The combination of antimicrobial peptides and chemical drugs enhances the cytotoxicity of chemotherapy and exerts synergistic antitumor effects in primary GBM cells. Moreover, in vivo study provided the first evidence that LL-37 could effectively inhibit brain tumor growth in rat C6 intracerebral GBM model. These results suggested a significant strategy for proposing a promising therapy for the treatment of GBM.
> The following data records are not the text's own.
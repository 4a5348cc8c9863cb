//! Backend selection from environment variables.

/// Default pool size for direct Postgres connections.
pub const DEFAULT_MAX_CONNECTIONS: u32 = 5;

/// Which note backend the server talks to.
#[derive(Debug, Clone, PartialEq, Eq)]
pub enum BackendConfig {
    /// Hosted PostgREST endpoint authenticated with the anonymous key.
    Rest { url: String, anon_key: String },
    /// Direct Postgres connection pool.
    Postgres { url: String, max_connections: u32 },
    /// Process-local store; everything is lost on restart.
    Memory,
}

#[derive(Debug, Clone, PartialEq, Eq, thiserror::Error)]
pub enum ConfigError {
    #[error("{0} not set")]
    Missing(&'static str),
    #[error("invalid {name}: {value}")]
    Invalid { name: &'static str, value: String },
}

impl BackendConfig {
    /// Read the backend settings from the process environment (and `.env`).
    ///
    /// `SUPABASE_URL` + `SUPABASE_ANON_KEY` select the hosted backend,
    /// otherwise `DATABASE_URL` selects direct Postgres, otherwise notes are
    /// kept in memory.
    #[cfg(feature = "server")]
    pub fn from_env() -> Result<Self, ConfigError> {
        dotenvy::dotenv().ok();
        Self::from_lookup(|name| std::env::var(name).ok())
    }

    /// Same as [`from_env`](Self::from_env) over an arbitrary variable source.
    /// Blank values count as unset.
    pub fn from_lookup(lookup: impl Fn(&str) -> Option<String>) -> Result<Self, ConfigError> {
        let var = |name: &str| {
            lookup(name)
                .map(|v| v.trim().to_string())
                .filter(|v| !v.is_empty())
        };

        if let Some(url) = var("SUPABASE_URL") {
            if !(url.starts_with("http://") || url.starts_with("https://")) {
                return Err(ConfigError::Invalid {
                    name: "SUPABASE_URL",
                    value: url,
                });
            }
            let anon_key = var("SUPABASE_ANON_KEY").ok_or(ConfigError::Missing("SUPABASE_ANON_KEY"))?;
            return Ok(Self::Rest {
                url: url.trim_end_matches('/').to_string(),
                anon_key,
            });
        }

        if let Some(url) = var("DATABASE_URL") {
            let max_connections = match var("DATABASE_MAX_CONNECTIONS") {
                Some(raw) => raw
                    .parse::<u32>()
                    .ok()
                    .filter(|n| *n > 0)
                    .ok_or(ConfigError::Invalid {
                        name: "DATABASE_MAX_CONNECTIONS",
                        value: raw,
                    })?,
                None => DEFAULT_MAX_CONNECTIONS,
            };
            return Ok(Self::Postgres { url, max_connections });
        }

        Ok(Self::Memory)
    }

    /// Short name for log lines. Never includes credentials.
    pub fn kind(&self) -> &'static str {
        match self {
            Self::Rest { .. } => "postgrest",
            Self::Postgres { .. } => "postgres",
            Self::Memory => "memory",
        }
    }
}

#[cfg(test)]
mod tests {
    use super::*;
    use std::collections::HashMap;

    fn lookup(vars: &[(&str, &str)]) -> impl Fn(&str) -> Option<String> {
        let vars: HashMap<String, String> = vars
            .iter()
            .map(|(k, v)| (k.to_string(), v.to_string()))
            .collect();
        move |name: &str| vars.get(name).cloned()
    }

    #[test]
    fn test_rest_backend_from_url_and_key() {
        let config = BackendConfig::from_lookup(lookup(&[
            ("SUPABASE_URL", "https://abc.supabase.co/"),
            ("SUPABASE_ANON_KEY", "anon"),
            ("DATABASE_URL", "postgres://ignored"),
        ]))
        .unwrap();
        assert_eq!(
            config,
            BackendConfig::Rest {
                url: "https://abc.supabase.co".to_string(),
                anon_key: "anon".to_string(),
            }
        );
        assert_eq!(config.kind(), "postgrest");
    }

    #[test]
    fn test_rest_backend_requires_key() {
        let err = BackendConfig::from_lookup(lookup(&[
            ("SUPABASE_URL", "https://abc.supabase.co"),
            ("SUPABASE_ANON_KEY", "   "),
        ]))
        .unwrap_err();
        assert_eq!(err, ConfigError::Missing("SUPABASE_ANON_KEY"));
    }

    #[test]
    fn test_rest_url_must_be_http() {
        let err = BackendConfig::from_lookup(lookup(&[
            ("SUPABASE_URL", "abc.supabase.co"),
            ("SUPABASE_ANON_KEY", "anon"),
        ]))
        .unwrap_err();
        assert!(matches!(err, ConfigError::Invalid { name: "SUPABASE_URL", .. }));
    }

    #[test]
    fn test_postgres_backend_with_default_pool_size() {
        let config =
            BackendConfig::from_lookup(lookup(&[("DATABASE_URL", "postgres://localhost/notes")]))
                .unwrap();
        assert_eq!(
            config,
            BackendConfig::Postgres {
                url: "postgres://localhost/notes".to_string(),
                max_connections: DEFAULT_MAX_CONNECTIONS,
            }
        );
    }

    #[test]
    fn test_postgres_pool_size_must_be_positive() {
        let err = BackendConfig::from_lookup(lookup(&[
            ("DATABASE_URL", "postgres://localhost/notes"),
            ("DATABASE_MAX_CONNECTIONS", "0"),
        ]))
        .unwrap_err();
        assert!(matches!(err, ConfigError::Invalid { name: "DATABASE_MAX_CONNECTIONS", .. }));
    }

    #[test]
    fn test_memory_when_nothing_is_set() {
        assert_eq!(
            BackendConfig::from_lookup(lookup(&[])).unwrap(),
            BackendConfig::Memory
        );
    }
}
多形性胶质母细胞瘤(GBM)是最具侵袭性和致命性的恶性原发性脑肿瘤。即使采用手术、放疗和化疗相结合的综合治疗方法,也仍然限制了神经胶质瘤患者的生存率的提高。本研究旨在评估 11 例胶质母细胞瘤组织中 IDH1、TP53、EGFR、Ki-67、GFAP、H3K27M、MGMT、VEGF、NOS、CD99 和 ATRX 的表达。我们研究了抗菌肽(LL-37)、防御素-1(PG-1)与替莫唑胺(TMZ)、多柔比星(DOX)、卡铂(CB)、顺铂(CPL)和依托泊苷(ETO)联合化疗对原发性 GBM 细胞的抗癌作用及联合效果。此外,我们还研究了 LL-37、PG-1 对正常人类成纤维细胞的影响,并在 C6/Wistar 大鼠颅内神经胶质瘤模型中进行了研究。
在这项研究中,我们对 11 例胶质母细胞瘤病例进行了免疫组织化学分析,检测 IDH1、TP53、EGFR、Ki-67、GFAP、H3K27M、MGMT、VEGF、NOS、CD99 和 ATRX 的表达。噻唑蓝(MTT)试验用于研究细胞活力,并确定 LL-37、PG-1 及其与化疗联合对原发性 GBM 细胞的细胞毒性作用。采用合并指数(CI)法确定协同作用或拮抗作用。最后,我们在 Wistar 大鼠中建立了 C6 神经胶质瘤模型,以研究抗肿瘤活性。
与化疗相比,肽在 MTT 试验中对原发性 GBM 细胞表现出强烈的细胞毒性作用(IC 2-16 和 1-32 μM)。LL-37+DOX、LL-37+CB(CI 0.46-0.75)和 PG-1+DOX、PG-1+CB、PG-1+TMZ(CI 0.11-0.77)的双重药物组合在原发性 GBM 细胞中表现出协同作用。在大鼠 C6 颅内 GBM 模型中,实验组(66.75±12.6 天)的大鼠存活率较对照组(26.2±2.66 天,p=0.0008)延长。在给予 LL-37 治疗后,实验组大鼠的肿瘤体积(31.00±8.8mm)和重量(49.4±13.3mg)明显低于对照组大鼠(分别为 153.8±43.53mg,p=0.038;82.50±7.60mm)。
抗菌肽与化学药物的联合使用增强了化疗的细胞毒性,并在原发性 GBM 细胞中发挥了协同的抗肿瘤作用。此外,体内研究首次提供了证据表明 LL-37 可有效抑制大鼠 C6 颅内 GBM 模型中的脑肿瘤生长。这些结果为提出一种有希望的治疗胶质母细胞瘤的新策略提供了依据。